While depression is now recognized as a medical condition, the courts often treat it as something outside the influence of the medical profession because the injury is self-inflicted. The exception to this has commonly been when the person who committed suicide was receiving in-patient care, or had just recently seen the medical professional in question.
The case before the Supreme Court involved a 55-year-old woman who had a history of depression. She was being treated by Dr. Joseph Chirillo, who switched her medication from Prozac to Effexor. A month later, the patient sought care from Dr. Chirillo again. This time, without actually seeing her, Dr. Chirillo switched the woman's medication again, to the antidepressant Lexapro. The following day, the patient hung herself in her garage. Her husband brought suit against Dr. Chirillo, but Sarasota Circuit Judge Lee Haworth granted the defense's pretrial motion for summary judgment after concluding that the suicide was unpredictable, so Dr. Chirillo had no duty to prevent it.
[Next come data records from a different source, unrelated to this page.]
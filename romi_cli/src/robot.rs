//! Hardware assembly: one set of boxed devices, simulated or real.

use std::time::Duration;

use romi_config::Config;
use romi_core::bump::{BumpArray, BumpFlag};
use romi_core::error::Result;
use romi_hardware::{Side, SimParams, SimRobot, Surface};
use romi_traits::{AnalogInput, DigitalOutput, Motor, RegisterBus, TickCounter};

pub struct Robot {
    pub left_encoder: Box<dyn TickCounter>,
    pub right_encoder: Box<dyn TickCounter>,
    pub line_sensors: Vec<Box<dyn AnalogInput>>,
    pub line_even: Box<dyn DigitalOutput>,
    pub line_odd: Box<dyn DigitalOutput>,
    pub imu: Box<dyn RegisterBus>,
    pub left_motor: Box<dyn Motor>,
    pub right_motor: Box<dyn Motor>,
    pub bumpers: BumpArray<BumpFlag>,
    /// Present only on the simulator; lets calibration swap reference surfaces.
    pub sim: Option<SimRobot>,
    /// Interrupt registrations that must outlive the run.
    _keep_alive: Vec<Box<dyn std::any::Any>>,
}

/// Ask for (or, in simulation, produce) a reference surface under the array.
pub fn present_surface(sim: Option<&SimRobot>, surface: Surface, pause: Duration) {
    if let Some(sim) = sim {
        sim.set_surface(surface);
        return;
    }
    let what = match surface {
        Surface::Dark => "the dark reference surface",
        Surface::Light => "the light reference surface",
        Surface::Track => "the track",
    };
    eprintln!("Place the sensor array over {what}...");
    std::thread::sleep(pause);
}

/// Open the configured backend: real hardware with the `hardware` feature,
/// the simulator otherwise.
pub fn open(cfg: &Config) -> Result<Robot> {
    #[cfg(feature = "hardware")]
    {
        open_hardware(cfg)
    }
    #[cfg(not(feature = "hardware"))]
    {
        Ok(open_sim(cfg))
    }
}

fn env_f64(key: &str) -> Option<f64> {
    std::env::var(key).ok().and_then(|v| v.parse::<f64>().ok())
}

fn env_u8(key: &str) -> Option<u8> {
    let v = std::env::var(key).ok()?;
    match v.strip_prefix("0x").or_else(|| v.strip_prefix("0X")) {
        Some(hex) => u8::from_str_radix(hex, 16).ok(),
        None => v.parse::<u8>().ok(),
    }
}

/// Simulator wired per the config. Test hooks:
/// - `ROMI_SIM_OBSTACLE_M`: distance to an obstacle that fires every bumper
/// - `ROMI_SIM_OFFSET_M`: starting lateral offset from the line
/// - `ROMI_SIM_CHIP_ID`: chip id reported by the orientation sensor
#[cfg_attr(feature = "hardware", allow(dead_code))]
pub fn open_sim(cfg: &Config) -> Robot {
    let mut params = SimParams {
        sensors: cfg.pins.line_channels.len(),
        ticks_per_rev: f64::from(cfg.encoder.ticks_per_rev),
        max_effort: cfg.control.max_effort,
        obstacle_m: env_f64("ROMI_SIM_OBSTACLE_M"),
        ..SimParams::default()
    };
    if let Some(offset) = env_f64("ROMI_SIM_OFFSET_M") {
        params.initial_offset_m = offset;
    }
    let sim = SimRobot::new(params, romi_traits::MonotonicClock::new());
    if let Some(id) = env_u8("ROMI_SIM_CHIP_ID") {
        sim.set_chip_id(id);
    }

    let flags: Vec<BumpFlag> = (0..cfg.pins.bumpers.len().max(1))
        .map(|_| BumpFlag::new())
        .collect();
    let hooks = flags.clone();
    sim.on_bump(move || {
        for f in &hooks {
            f.trigger();
        }
    });

    let (even, odd) = sim.line_enables();
    Robot {
        left_encoder: Box::new(sim.left_encoder()),
        right_encoder: Box::new(sim.right_encoder()),
        line_sensors: sim
            .line_sensors()
            .into_iter()
            .map(|s| Box::new(s) as Box<dyn AnalogInput>)
            .collect(),
        line_even: Box::new(even),
        line_odd: Box::new(odd),
        imu: Box::new(sim.imu()),
        left_motor: Box::new(sim.motor(Side::Left)),
        right_motor: Box::new(sim.motor(Side::Right)),
        bumpers: BumpArray::new(flags),
        sim: Some(sim),
        _keep_alive: Vec::new(),
    }
}

#[cfg(feature = "hardware")]
fn open_hardware(cfg: &Config) -> Result<Robot> {
    use eyre::WrapErr;
    use romi_hardware::bno055::I2cRegisterBus;
    use romi_hardware::gpio::{self, DriverMotor, GpioOutput, InterruptBumper, QuadratureCounter};
    use romi_hardware::mcp3008::Mcp3008;

    let p = &cfg.pins;
    let gpio = gpio::open().wrap_err("open gpio")?;
    let adc = Mcp3008::new().wrap_err("open line sensor adc")?;

    let mut keep: Vec<Box<dyn std::any::Any>> = Vec::new();
    let mut flags = Vec::with_capacity(p.bumpers.len());
    for &pin in &p.bumpers {
        let flag = BumpFlag::new();
        let isr = flag.clone();
        let bumper = InterruptBumper::new(&gpio, pin, move || isr.trigger())
            .wrap_err_with(|| format!("open bumper pin {pin}"))?;
        keep.push(Box::new(bumper));
        flags.push(flag);
    }

    let max = cfg.control.max_effort;
    Ok(Robot {
        left_encoder: Box::new(
            QuadratureCounter::new(&gpio, p.left_enc_a, p.left_enc_b)
                .wrap_err("open left encoder pins")?,
        ),
        right_encoder: Box::new(
            QuadratureCounter::new(&gpio, p.right_enc_a, p.right_enc_b)
                .wrap_err("open right encoder pins")?,
        ),
        line_sensors: p
            .line_channels
            .iter()
            .map(|&ch| Box::new(adc.channel(ch)) as Box<dyn AnalogInput>)
            .collect(),
        line_even: Box::new(GpioOutput::new(&gpio, p.line_even).wrap_err("open line enable pins")?),
        line_odd: Box::new(GpioOutput::new(&gpio, p.line_odd).wrap_err("open line enable pins")?),
        imu: Box::new(
            I2cRegisterBus::new(cfg.imu.i2c_bus, cfg.imu.address).wrap_err("open imu bus")?,
        ),
        left_motor: Box::new(
            DriverMotor::new(&gpio, p.left_pwm, p.left_dir, p.left_sleep, max)
                .wrap_err("open motor pins")?,
        ),
        right_motor: Box::new(
            DriverMotor::new(&gpio, p.right_pwm, p.right_dir, p.right_sleep, max)
                .wrap_err("open motor pins")?,
        ),
        bumpers: BumpArray::new(flags),
        sim: None,
        _keep_alive: keep,
    })
}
An intermediate appellate court reversed after holding that Florida's malpractice law, Florida Statute Section 766.102, imposes a duty on medical practitioners to treat patients “in accordance with the standard of care.” Because of this, Dr. Chirillo owed a duty of reasonable care to his patient as a matter of law. The State Supreme Court agreed, stating, “We find that the [appeals court] properly evaluated the instant case based on the statutory duty owed to [the patient] … and also properly classified the foreseeability of the decedent's suicide as a matter of fact for the jury to decide in determining proximate cause.”